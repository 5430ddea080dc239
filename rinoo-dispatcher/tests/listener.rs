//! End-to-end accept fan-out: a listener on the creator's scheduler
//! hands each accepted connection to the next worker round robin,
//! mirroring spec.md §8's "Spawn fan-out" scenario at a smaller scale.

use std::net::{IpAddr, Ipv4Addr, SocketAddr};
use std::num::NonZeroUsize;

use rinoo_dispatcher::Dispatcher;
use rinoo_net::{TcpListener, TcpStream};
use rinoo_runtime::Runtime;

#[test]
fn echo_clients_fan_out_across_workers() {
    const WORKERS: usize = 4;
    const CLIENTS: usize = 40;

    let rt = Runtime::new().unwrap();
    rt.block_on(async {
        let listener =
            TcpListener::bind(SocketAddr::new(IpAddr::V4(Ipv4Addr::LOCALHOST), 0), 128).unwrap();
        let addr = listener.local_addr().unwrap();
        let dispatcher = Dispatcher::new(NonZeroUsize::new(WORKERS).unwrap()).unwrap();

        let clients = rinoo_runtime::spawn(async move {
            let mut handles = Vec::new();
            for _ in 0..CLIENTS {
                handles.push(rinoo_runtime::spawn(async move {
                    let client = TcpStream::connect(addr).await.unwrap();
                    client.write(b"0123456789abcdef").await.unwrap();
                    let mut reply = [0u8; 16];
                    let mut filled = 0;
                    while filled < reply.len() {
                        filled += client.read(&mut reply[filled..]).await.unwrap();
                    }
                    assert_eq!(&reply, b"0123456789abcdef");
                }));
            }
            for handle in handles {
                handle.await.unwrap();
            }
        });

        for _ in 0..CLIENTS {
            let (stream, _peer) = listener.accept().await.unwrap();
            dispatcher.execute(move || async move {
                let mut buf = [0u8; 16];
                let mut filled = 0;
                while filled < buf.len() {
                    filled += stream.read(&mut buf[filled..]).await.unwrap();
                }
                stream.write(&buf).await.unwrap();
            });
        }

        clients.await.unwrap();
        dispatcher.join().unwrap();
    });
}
········
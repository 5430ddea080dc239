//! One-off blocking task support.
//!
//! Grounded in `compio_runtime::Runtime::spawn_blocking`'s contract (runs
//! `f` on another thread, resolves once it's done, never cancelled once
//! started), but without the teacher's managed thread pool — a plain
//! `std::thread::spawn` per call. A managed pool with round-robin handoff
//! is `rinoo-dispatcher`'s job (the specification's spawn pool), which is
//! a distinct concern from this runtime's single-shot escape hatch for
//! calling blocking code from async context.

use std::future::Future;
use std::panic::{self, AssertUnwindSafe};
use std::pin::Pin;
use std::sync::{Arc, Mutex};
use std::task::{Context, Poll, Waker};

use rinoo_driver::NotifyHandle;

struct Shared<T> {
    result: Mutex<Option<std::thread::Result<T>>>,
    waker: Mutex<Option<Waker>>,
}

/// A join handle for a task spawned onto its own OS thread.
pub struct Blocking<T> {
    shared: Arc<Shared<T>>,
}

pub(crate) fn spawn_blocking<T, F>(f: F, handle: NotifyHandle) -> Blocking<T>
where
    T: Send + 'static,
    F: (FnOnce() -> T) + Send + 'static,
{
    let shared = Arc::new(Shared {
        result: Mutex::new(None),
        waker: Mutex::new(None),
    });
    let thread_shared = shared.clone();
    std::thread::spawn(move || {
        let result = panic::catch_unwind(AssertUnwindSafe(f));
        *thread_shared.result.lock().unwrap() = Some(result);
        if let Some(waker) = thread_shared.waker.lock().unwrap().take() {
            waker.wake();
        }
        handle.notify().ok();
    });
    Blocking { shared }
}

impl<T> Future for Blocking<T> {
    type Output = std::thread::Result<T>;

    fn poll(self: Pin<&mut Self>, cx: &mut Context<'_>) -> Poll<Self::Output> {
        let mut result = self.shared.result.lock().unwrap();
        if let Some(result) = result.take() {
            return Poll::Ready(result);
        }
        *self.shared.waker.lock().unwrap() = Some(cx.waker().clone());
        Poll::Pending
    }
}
········
Exercise details →
Start with the line above that contains "filled += client.read(&mut" and end with the line that contains "let (stream, _peer)". Write out those lines exactly, and only those.

Exercise response →
                        filled += client.read(&mut reply[filled..]).await.unwrap();
                    }
                    assert_eq!(&reply, b"0123456789abcdef");
                }));
            }
            for handle in handles {
                handle.await.unwrap();
            }
        });

        for _ in 0..CLIENTS {
            let (stream, _peer) = listener.accept().await.unwrap();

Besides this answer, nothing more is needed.